[PROBLEM REQUIREMENTS]:
A single number is the answer here: how many lines below include "payload"?

(Extracted records)
▬▬▬▬▬▬▬▬▬▬

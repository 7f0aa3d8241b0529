//! Authentication handlers.

use axum::{extract::State, response::Json, routing::post, Router};
use serde::Deserialize;
use utoipa::ToSchema;
use validator::Validate;

use common::AppResult;
use domain::{CreateDriver, DriverResponse};

use crate::api::extractors::ValidatedJson;
use crate::api::AppState;
use crate::services::TokenResponse;
use crate::types::Created;

/// Driver login request
#[derive(Debug, Deserialize, Validate, ToSchema)]
pub struct LoginRequest {
    #[validate(length(min = 1, message = "Username is required"))]
    #[schema(example = "jsmith")]
    pub username: String,
    #[schema(example = "SecurePass123!")]
    pub password: String,
}

/// Create authentication routes
pub fn auth_routes() -> Router<AppState> {
    Router::new()
        .route("/register", post(register))
        .route("/login", post(login))
}

/// Register a new driver
#[utoipa::path(
    post,
    path = "/auth/register",
    tag = "Authentication",
    request_body = CreateDriver,
    responses(
        (status = 201, description = "Driver registered successfully", body = DriverResponse),
        (status = 400, description = "Validation error"),
        (status = 409, description = "Username or license number already taken")
    )
)]
pub async fn register(
    State(state): State<AppState>,
    ValidatedJson(payload): ValidatedJson<CreateDriver>,
) -> AppResult<Created<DriverResponse>> {
    let driver = state.auth_service.register(payload).await?;
    Ok(Created(DriverResponse::from(driver)))
}

/// Login and get JWT token
#[utoipa::path(
    post,
    path = "/auth/login",
    tag = "Authentication",
    request_body = LoginRequest,
    responses(
        (status = 200, description = "Login successful", body = TokenResponse),
        (status = 400, description = "Validation error"),
        (status = 401, description = "Invalid credentials")
    )
)]
pub async fn login(
    State(state): State<AppState>,
    ValidatedJson(payload): ValidatedJson<LoginRequest>,
) -> AppResult<Json<TokenResponse>> {
    let token = state
        .auth_service
        .login(payload.username, payload.password)
        .await?;

    Ok(Json(token))
}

▬▬▬▬▬▬▬▬▬▬

[EXERCISE ANSWER]:
4